Eine andere Lösung musste her – Ein Bild um Briefkasten
Nachdem wir sicher eine Viertelstunde miteinander telefoniert und uns interessiert über unser Leben ausgetauscht hatten, fragte ich ihn, wie ich ihm nun den Kunstdruck zukommen lassen könnte.
Es stellte sich heraus, dass in der Tür seines Studios ein Briefkasten eingelassen war und ich das Bild dort einwerfen konnte.
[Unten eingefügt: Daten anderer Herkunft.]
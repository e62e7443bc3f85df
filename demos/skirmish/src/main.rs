//! skirmish — two armies cross a river-split map.
//!
//! Loads `SimConfig` and the `[scenario]` table from a TOML file (default
//! `demos/skirmish/skirmish.toml`), generates the map from the config seed,
//! runs the tick loop, and writes a CSV trace plus a JSON snapshot of the
//! final state to `output/skirmish/`.
//!
//! ```text
//! cargo run -p skirmish --release -- [config.toml] [output_dir]
//! RUST_LOG=rg_mover=debug cargo run -p skirmish
//! ```

mod scenario;

use std::path::{Path, PathBuf};
use std::time::Instant;

use anyhow::{Context, Result};
use tracing::{info, warn};
use tracing_subscriber::EnvFilter;

use rg_core::{SimConfig, Tick};
use rg_grid::{ObjectKind, World};
use rg_mover::{DriveState, MoverEvent};
use rg_output::{CsvWriter, TraceObserver};
use rg_path::EdgeFollower;
use rg_sim::{SimBuilder, SimObserver, TickSummary};

use scenario::ScenarioConfig;

const DEFAULT_CONFIG: &str = "demos/skirmish/skirmish.toml";
const DEFAULT_OUTPUT: &str = "output/skirmish";

// ── Observer wrapper to tally events ─────────────────────────────────────────

#[derive(Default)]
struct Tally {
    steps:     usize,
    arrived:   usize,
    close:     usize,
    gave_up:   usize,
    blocked:   usize,
    peak_busy: usize,
}

struct TallyObserver<O: SimObserver> {
    inner: O,
    tally: Tally,
}

impl<O: SimObserver> SimObserver for TallyObserver<O> {
    fn on_tick_start(&mut self, tick: Tick) {
        self.inner.on_tick_start(tick);
    }

    fn on_mover_event(&mut self, tick: Tick, event: &MoverEvent, world: &World) {
        match event {
            MoverEvent::Moved { .. } => self.tally.steps += 1,
            MoverEvent::Arrived { close_enough, .. } => {
                self.tally.arrived += 1;
                if *close_enough {
                    self.tally.close += 1;
                }
            }
            MoverEvent::StepBlocked { .. } => self.tally.blocked += 1,
            MoverEvent::UnableToComply { object } => {
                self.tally.gave_up += 1;
                warn!(%object, %tick, "unit could not reach its order");
            }
            MoverEvent::PathFailed { .. } | MoverEvent::Deployed { .. } => {}
        }
        self.inner.on_mover_event(tick, event, world);
    }

    fn on_tick_end(&mut self, tick: Tick, summary: &TickSummary) {
        self.tally.peak_busy = self.tally.peak_busy.max(summary.busy);
        if tick.0 % 100 == 0 {
            info!(%tick, busy = summary.busy, moved = summary.moved, "progress");
        }
        self.inner.on_tick_end(tick, summary);
    }

    fn on_sim_end(&mut self, final_tick: Tick) {
        self.inner.on_sim_end(final_tick);
    }
}

// ── main ──────────────────────────────────────────────────────────────────────

fn init_tracing() {
    let filter = EnvFilter::try_from_default_env().unwrap_or_else(|_| EnvFilter::new("info"));
    tracing_subscriber::fmt()
        .with_env_filter(filter)
        .with_target(false)
        .compact()
        .init();
}

fn main() -> Result<()> {
    init_tracing();

    let mut args = std::env::args().skip(1);
    let config_path = PathBuf::from(args.next().unwrap_or_else(|| DEFAULT_CONFIG.into()));
    let output_dir = PathBuf::from(args.next().unwrap_or_else(|| DEFAULT_OUTPUT.into()));

    // 1. Configuration.
    let config = SimConfig::load(&config_path)
        .with_context(|| format!("loading {}", config_path.display()))?;
    let scenario_cfg = ScenarioConfig::from_toml_str(&std::fs::read_to_string(&config_path)?)?;
    println!("=== skirmish — rts_grid movement core ===");
    println!(
        "Map: {}x{}  |  Units per side: {} (+{} air)  |  Ticks: {}  |  Seed: {}",
        scenario_cfg.width,
        scenario_cfg.height,
        scenario_cfg.units_per_side,
        scenario_cfg.aircraft,
        config.total_ticks,
        config.seed
    );

    // 2. Scenario.
    let scenario = scenario::build(&scenario_cfg, config.seed)?;
    println!(
        "Placed {} objects ({} with orders), bases {} and {}",
        scenario.world.objects.len(),
        scenario.orders.len(),
        scenario.bases[0],
        scenario.bases[1]
    );

    // 3. Sim.
    let pathfinder = EdgeFollower::new(config.path.clone());
    let mut sim = SimBuilder::new(config.clone(), scenario.world, pathfinder)
        .threat(scenario.threat)
        .orders(scenario.orders)
        .build()?;
    if let Some(limit) = scenario_cfg.danger_limit {
        for &id in &scenario.cautious {
            sim.movers.set_danger_limit(id, Some(limit))?;
        }
    }

    // 4. Output.
    let writer = CsvWriter::new(&output_dir)?;
    let mut obs = TallyObserver { inner: TraceObserver::new(writer, &config), tally: Tally::default() };

    // 5. Run.
    let t0 = Instant::now();
    sim.run(&mut obs)?;
    let elapsed = t0.elapsed();
    if let Some(e) = obs.inner.take_error() {
        eprintln!("output error: {e}");
    }
    sim.world.audit_occupancy().context("occupancy audit after run")?;

    // 6. Snapshot.
    let snapshot_path = output_dir.join("snapshot.json");
    write_snapshot(&snapshot_path, &serde_json::to_string_pretty(&sim.snapshot())?)?;

    // 7. Summary.
    let t = &obs.tally;
    println!();
    println!("Simulation complete in {:.3} s ({})", elapsed.as_secs_f64(), sim.clock);
    println!("  steps taken      : {}", t.steps);
    println!("  arrivals         : {} ({} close enough)", t.arrived, t.close);
    println!("  stale routes     : {}", t.blocked);
    println!("  unable to comply : {}", t.gave_up);
    println!("  peak busy movers : {}", t.peak_busy);
    println!();

    println!("{:<14} {:<10} {:<14} {:<10}", "Object", "Kind", "State", "Cell");
    println!("{}", "-".repeat(50));
    for mover in sim.movers.store.iter().filter(|m| m.state != DriveState::Idle) {
        let Ok(record) = sim.world.object(mover.object) else {
            continue;
        };
        let kind = match record.kind {
            ObjectKind::Infantry => "infantry",
            ObjectKind::Vehicle  => "vehicle",
            ObjectKind::Aircraft => "aircraft",
            _                    => "other",
        };
        let cell = sim.world.grid.coord(record.cell);
        println!(
            "{:<14} {:<10} {:<14} ({}, {})",
            mover.object.to_string(),
            kind,
            format!("{:?}", mover.state),
            cell.x,
            cell.y
        );
    }
    println!();
    println!("Trace written to {}", output_dir.display());
    Ok(())
}

fn write_snapshot(path: &Path, json: &str) -> Result<()> {
    std::fs::write(path, json).with_context(|| format!("writing {}", path.display()))
}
Ich war froh über meine Vorbereitung und darüber, dass ich alles dabeihatte, um ihm das Bild so zu hinterlassen, bis er wieder in Slane zurück ist.
Kurz bevor wir uns verabschiedeten, versprach ich ihm noch, eine E-Mail zu schicken, in der er sein Porträt schon einmal sehen würde.
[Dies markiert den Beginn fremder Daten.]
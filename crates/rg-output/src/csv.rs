//! CSV output backend.
//!
//! Creates two files in the configured output directory:
//! - `mover_steps.csv`
//! - `tick_summaries.csv`

use std::fs::File;
use std::path::Path;

use csv::Writer;

use crate::writer::OutputWriter;
use crate::{MoverStepRow, OutputResult, TickSummaryRow};

pub const STEPS_FILE: &str = "mover_steps.csv";
pub const SUMMARIES_FILE: &str = "tick_summaries.csv";

/// Writes a run trace to two CSV files.
pub struct CsvWriter {
    steps:     Writer<File>,
    summaries: Writer<File>,
    finished:  bool,
}

impl CsvWriter {
    /// Create the two CSV files in `dir` (truncating old ones) and write the
    /// header rows.
    pub fn new(dir: &Path) -> OutputResult<Self> {
        std::fs::create_dir_all(dir)?;

        let mut steps = Writer::from_path(dir.join(STEPS_FILE))?;
        steps.write_record(["tick", "object", "from_x", "from_y", "to_x", "to_y"])?;

        let mut summaries = Writer::from_path(dir.join(SUMMARIES_FILE))?;
        summaries.write_record([
            "tick",
            "game_millis",
            "planned",
            "moved",
            "arrived",
            "path_failures",
            "step_blocked",
            "gave_up",
            "busy",
        ])?;

        Ok(Self { steps, summaries, finished: false })
    }
}

impl OutputWriter for CsvWriter {
    fn write_steps(&mut self, rows: &[MoverStepRow]) -> OutputResult<()> {
        for row in rows {
            self.steps.write_record(&[
                row.tick.to_string(),
                row.object.to_string(),
                row.from_x.to_string(),
                row.from_y.to_string(),
                row.to_x.to_string(),
                row.to_y.to_string(),
            ])?;
        }
        Ok(())
    }

    fn write_tick_summary(&mut self, row: &TickSummaryRow) -> OutputResult<()> {
        self.summaries.write_record(&[
            row.tick.to_string(),
            row.game_millis.to_string(),
            row.planned.to_string(),
            row.moved.to_string(),
            row.arrived.to_string(),
            row.path_failures.to_string(),
            row.step_blocked.to_string(),
            row.gave_up.to_string(),
            row.busy.to_string(),
        ])?;
        Ok(())
    }

    fn finish(&mut self) -> OutputResult<()> {
        if self.finished {
            return Ok(());
        }
        self.finished = true;
        self.steps.flush()?;
        self.summaries.flush()?;
        Ok(())
    }
}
Wir verabschiedeten uns herzlich. Nachdem ich das Telefonat beendet hatte, verschloss ich die Versandtasche mit dem Bild und meinem Brief und versuchte, sie vorsichtig durch den viel zu schmalen Briefkastenschlitz zu schieben.
Fertig.


Ein Treffen, das anders kam – aber dennoch einzigartig war
Einerseits freute ich mich sehr darüber, mit Pat telefoniert zu haben, andererseits machte sich auch eine gewisse Ernüchterung breit. Irgendwie hatte ich mir das Treffen anders vorgestellt: Wir schenken ihm das Bild persönlich in seiner Galerie, sprechen dort noch einmal miteinander, ich porträtiere ihn vielleicht erneut und mit etwas Glück ergibt sich sogar die Möglichkeit, eine seiner Zeichnungen zu kaufen. Schließlich hat er viele Reiseziele besucht, die auch wir schon erkundet haben.
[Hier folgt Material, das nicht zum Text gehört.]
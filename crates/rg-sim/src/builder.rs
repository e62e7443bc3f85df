//! Fluent builder for constructing a [`Sim`].

use rg_core::{CellId, ObjectId, SimConfig, Tick};
use rg_grid::{Grid, World};
use rg_mover::{Mover, MoverEngine};
use rg_path::{NoThreat, Pathfinder, ThreatSource};
use tracing::debug;

use crate::{Sim, SimError, SimResult, SimSnapshot};

/// Fluent builder for [`Sim<P, T>`].
///
/// # Required inputs
///
/// - [`SimConfig`] — total ticks, seed, path limits, drive rules
/// - [`World`] — the grid with its objects already placed
/// - `P: Pathfinder` — the search (e.g. [`rg_path::EdgeFollower`])
///
/// # Optional inputs (have defaults)
///
/// | Method          | Default                                        |
/// |-----------------|------------------------------------------------|
/// | `.threat(t)`    | [`NoThreat`]                                   |
/// | `.orders(v)`    | none; every mover starts idle                  |
///
/// Every mobile object in the world gets a mover with its kind's default
/// profile, unless the builder came from a snapshot, which carries its own.
///
/// # Example
///
/// ```rust,ignore
/// let pathfinder = EdgeFollower::new(config.path.clone());
/// let mut sim = SimBuilder::new(config, world, pathfinder)
///     .orders(vec![(tank, dest)])
///     .build()?;
/// sim.run(&mut NoopObserver)?;
/// ```
pub struct SimBuilder<P: Pathfinder, T: ThreatSource = NoThreat> {
    config:     SimConfig,
    world:      World,
    pathfinder: P,
    threat:     T,
    movers:     Option<Vec<Mover>>,
    orders:     Vec<(ObjectId, CellId)>,
    start_tick: Tick,
}

impl<P: Pathfinder> SimBuilder<P, NoThreat> {
    /// Create a builder with all required inputs.
    pub fn new(config: SimConfig, world: World, pathfinder: P) -> Self {
        Self {
            config,
            world,
            pathfinder,
            threat:     NoThreat,
            movers:     None,
            orders:     Vec::new(),
            start_tick: Tick::ZERO,
        }
    }

    /// Resume from a saved snapshot.  Terrain zones and occupancy are
    /// rebuilt; movers and the clock continue where they were.
    pub fn from_snapshot(snapshot: SimSnapshot, pathfinder: P) -> SimResult<Self> {
        snapshot.validate()?;
        let grid = Grid::from_terrain(snapshot.width, snapshot.height, &snapshot.terrain)?;
        let world = World::from_parts(grid, snapshot.objects)?;
        Ok(Self {
            config:     snapshot.config,
            world,
            pathfinder,
            threat:     NoThreat,
            movers:     Some(snapshot.movers),
            orders:     Vec::new(),
            start_tick: snapshot.tick,
        })
    }
}

impl<P: Pathfinder, T: ThreatSource> SimBuilder<P, T> {
    /// Supply the danger source used by movers with a danger limit.
    pub fn threat<U: ThreatSource>(self, threat: U) -> SimBuilder<P, U> {
        SimBuilder {
            config:     self.config,
            world:      self.world,
            pathfinder: self.pathfinder,
            threat,
            movers:     self.movers,
            orders:     self.orders,
            start_tick: self.start_tick,
        }
    }

    /// Destinations to assign before the first tick.
    pub fn orders(mut self, orders: Vec<(ObjectId, CellId)>) -> Self {
        self.orders = orders;
        self
    }

    /// Validate inputs, register movers, and return a ready-to-run [`Sim`].
    pub fn build(self) -> SimResult<Sim<P, T>> {
        self.config.validate().map_err(SimError::Config)?;
        self.world.audit_occupancy()?;

        let mut movers = MoverEngine::new(self.pathfinder, self.config.drive.clone());
        match self.movers {
            Some(saved) => movers.store = saved.into_iter().collect(),
            None => {
                let mobile: Vec<ObjectId> = self
                    .world
                    .objects
                    .iter()
                    .filter(|(_, record)| record.kind.is_mobile())
                    .map(|(id, _)| id)
                    .collect();
                for id in mobile {
                    movers.register(&self.world, id)?;
                }
            }
        }
        for (object, dest) in self.orders {
            movers.assign_destination(&self.world, object, dest)?;
        }
        debug!(
            movers = movers.store.len(),
            cells  = self.world.grid.len(),
            start  = %self.start_tick,
            "sim built"
        );

        let mut clock = self.config.make_clock();
        clock.current_tick = self.start_tick;
        Ok(Sim {
            clock,
            config: self.config,
            world:  self.world,
            movers,
            threat: self.threat,
        })
    }
}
Noch ganz in Gedanken an Pat und unser Gespräch schlenderten wir den restlichen Vormittag durch Slane. Wir fanden ein wirklich tolles Café, in dem sicherlich auch Pat schon einmal gesessen hat, und gönnten uns zwei ausgesprochen leckere Stücke Torte. Später versuchten wir vergeblich, das enorme Plus an Kalorien mit einer kleinen Wanderung auf den Hill of Slane wieder loszuwerden. Viel haben wir dabei sicher nicht verbrannt, doch es war eine Wanderung, die sich absolut gelohnt hat.



Gelohnt hat sich auch der gesamte Ausflug nach Slane. Zwar haben wir Pat nicht persönlich getroffen, doch wir konnten unser Versprechen einlösen und ihm ein kleines Geschenk hinterlassen. Wir haben einem Menschen, den wir kaum kennen, zu dem wir uns aber sofort verbunden fühlten, eine spontane Freude gemacht.
Und dieses Gefühl ist ein sehr schönes Gefühl. Allein deshalb hat sich der Weg nach Slane mehr als gelohnt.
(Nach seiner Rückkehr nach Slane schrieb uns Pat noch eine sehr freundliche E-Mail und bedankte sich für das Bild. Beim Stöbern auf meiner Fotografie-Website merkte er außerdem an, dass wir offenbar ein Faible für dieselben Reiseziele haben. Danke, Pat!)